The 2010 National Survey of Employment and Income carried out by the state National Institute of Statistics published data about the different level of participation in the economy of the indigenous compared to the non-indigenous population of Guatemala.
There are 3.4 million non-indigenous people in the labour force, compared with only 2.2 million indigenous people. And 44 percent of the country’s underemployed people are indigenous, according to the 2010 survey.
Half the Guatemalan population lives below the poverty line, while 17 percent are extremely poor, most of them indigenous people, according to international bodies.
Chocooj is hopeful that the incoming government of president-elect Otto Pérez Molina, a retired general due to take office in January for four years, will create more opportunities for the development of indigenous communities.
This would require enlarging the budget of government institutions like the Ombudsman’s Office for Indigenous Women, the Guatemalan Fund for Indigenous Development, and the CODISRA commission Chocooj presides, he said.

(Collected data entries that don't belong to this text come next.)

//! Typed relation predicates.
//!
//! Conditions are a closed expression tree evaluated against one emitted
//! value. Paths are JSON pointers into that value; an empty path is the value
//! itself.

use crate::value::Value;
use serde::{Deserialize, Serialize};
use std::cmp::Ordering;

/// Comparison operators for [`ConditionExpr::Compare`].
#[derive(Debug, Clone, Copy, PartialEq, Eq, Serialize, Deserialize)]
#[serde(rename_all = "snake_case")]
pub enum CompareOp {
    Eq,
    Ne,
    Gt,
    Ge,
    Lt,
    Le,
    /// Array membership or substring.
    Contains,
}

/// Boolean expression over a single value.
#[derive(Debug, Clone, PartialEq, Serialize, Deserialize)]
#[serde(tag = "kind", rename_all = "snake_case")]
pub enum ConditionExpr {
    Always,
    Truthy {
        #[serde(default)]
        path: String,
    },
    Exists {
        path: String,
    },
    Compare {
        #[serde(default)]
        path: String,
        op: CompareOp,
        value: Value,
    },
    All {
        conditions: Vec<ConditionExpr>,
    },
    Any {
        conditions: Vec<ConditionExpr>,
    },
    Not {
        condition: Box<ConditionExpr>,
    },
}

impl ConditionExpr {
    /// `value at path <op> operand`
    pub fn compare(path: impl Into<String>, op: CompareOp, operand: impl Into<Value>) -> Self {
        ConditionExpr::Compare {
            path: path.into(),
            op,
            value: operand.into(),
        }
    }

    pub fn truthy(path: impl Into<String>) -> Self {
        ConditionExpr::Truthy { path: path.into() }
    }

    pub fn negate(self) -> Self {
        ConditionExpr::Not {
            condition: Box::new(self),
        }
    }

    /// Evaluate against `value`. Errors describe type mismatches that make
    /// the comparison meaningless.
    pub fn evaluate(&self, value: &Value) -> Result<bool, String> {
        match self {
            ConditionExpr::Always => Ok(true),
            ConditionExpr::Truthy { path } => Ok(value.pointer(path).is_some_and(Value::is_truthy)),
            ConditionExpr::Exists { path } => Ok(value.pointer(path).is_some()),
            ConditionExpr::Compare { path, op, value: operand } => {
                let target = value.pointer(path).unwrap_or(&Value::Null);
                compare(target, *op, operand)
            }
            ConditionExpr::All { conditions } => {
                for condition in conditions {
                    if !condition.evaluate(value)? {
                        return Ok(false);
                    }
                }
                Ok(true)
            }
            ConditionExpr::Any { conditions } => {
                for condition in conditions {
                    if condition.evaluate(value)? {
                        return Ok(true);
                    }
                }
                Ok(false)
            }
            ConditionExpr::Not { condition } => Ok(!condition.evaluate(value)?),
        }
    }
}

fn compare(target: &Value, op: CompareOp, operand: &Value) -> Result<bool, String> {
    match op {
        CompareOp::Eq => Ok(target == operand),
        CompareOp::Ne => Ok(target != operand),
        CompareOp::Contains => match (target, operand) {
            (Value::Array(items), needle) => Ok(items.contains(needle)),
            (Value::String(haystack), Value::String(needle)) => Ok(haystack.contains(needle.as_str())),
            _ => Err(format!(
                "cannot test whether {} contains {}",
                target.kind(),
                operand.kind()
            )),
        },
        CompareOp::Gt | CompareOp::Ge | CompareOp::Lt | CompareOp::Le => {
            let ordering = order(target, operand)?;
            Ok(match op {
                CompareOp::Gt => ordering == Some(Ordering::Greater),
                CompareOp::Ge => matches!(ordering, Some(Ordering::Greater | Ordering::Equal)),
                CompareOp::Lt => ordering == Some(Ordering::Less),
                _ => matches!(ordering, Some(Ordering::Less | Ordering::Equal)),
            })
        }
    }
}

fn order(left: &Value, right: &Value) -> Result<Option<Ordering>, String> {
    match (left, right) {
        (Value::Number(a), Value::Number(b)) => Ok(a.partial_cmp(b)),
        (Value::String(a), Value::String(b)) => Ok(Some(a.cmp(b))),
        _ => Err(format!("cannot order {} against {}", left.kind(), right.kind())),
    }
}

Ruben Narciso of ASIES, the social research association, told IPS that the survey they carried out with CODISRA clearly demonstrated that there is ethnic discrimination in the country when it comes to hiring workers.
“The goal of the survey on racism among business owners was to gather primary information as a basis for further studies on indigenous issues in relation to companies, and create public policies to counteract discrimination,” he said.
That is why they will shortly be holding meetings with private sector organisations to present the results of the survey and initiate discussions with a view to improving equality in the Guatemalan labour sector.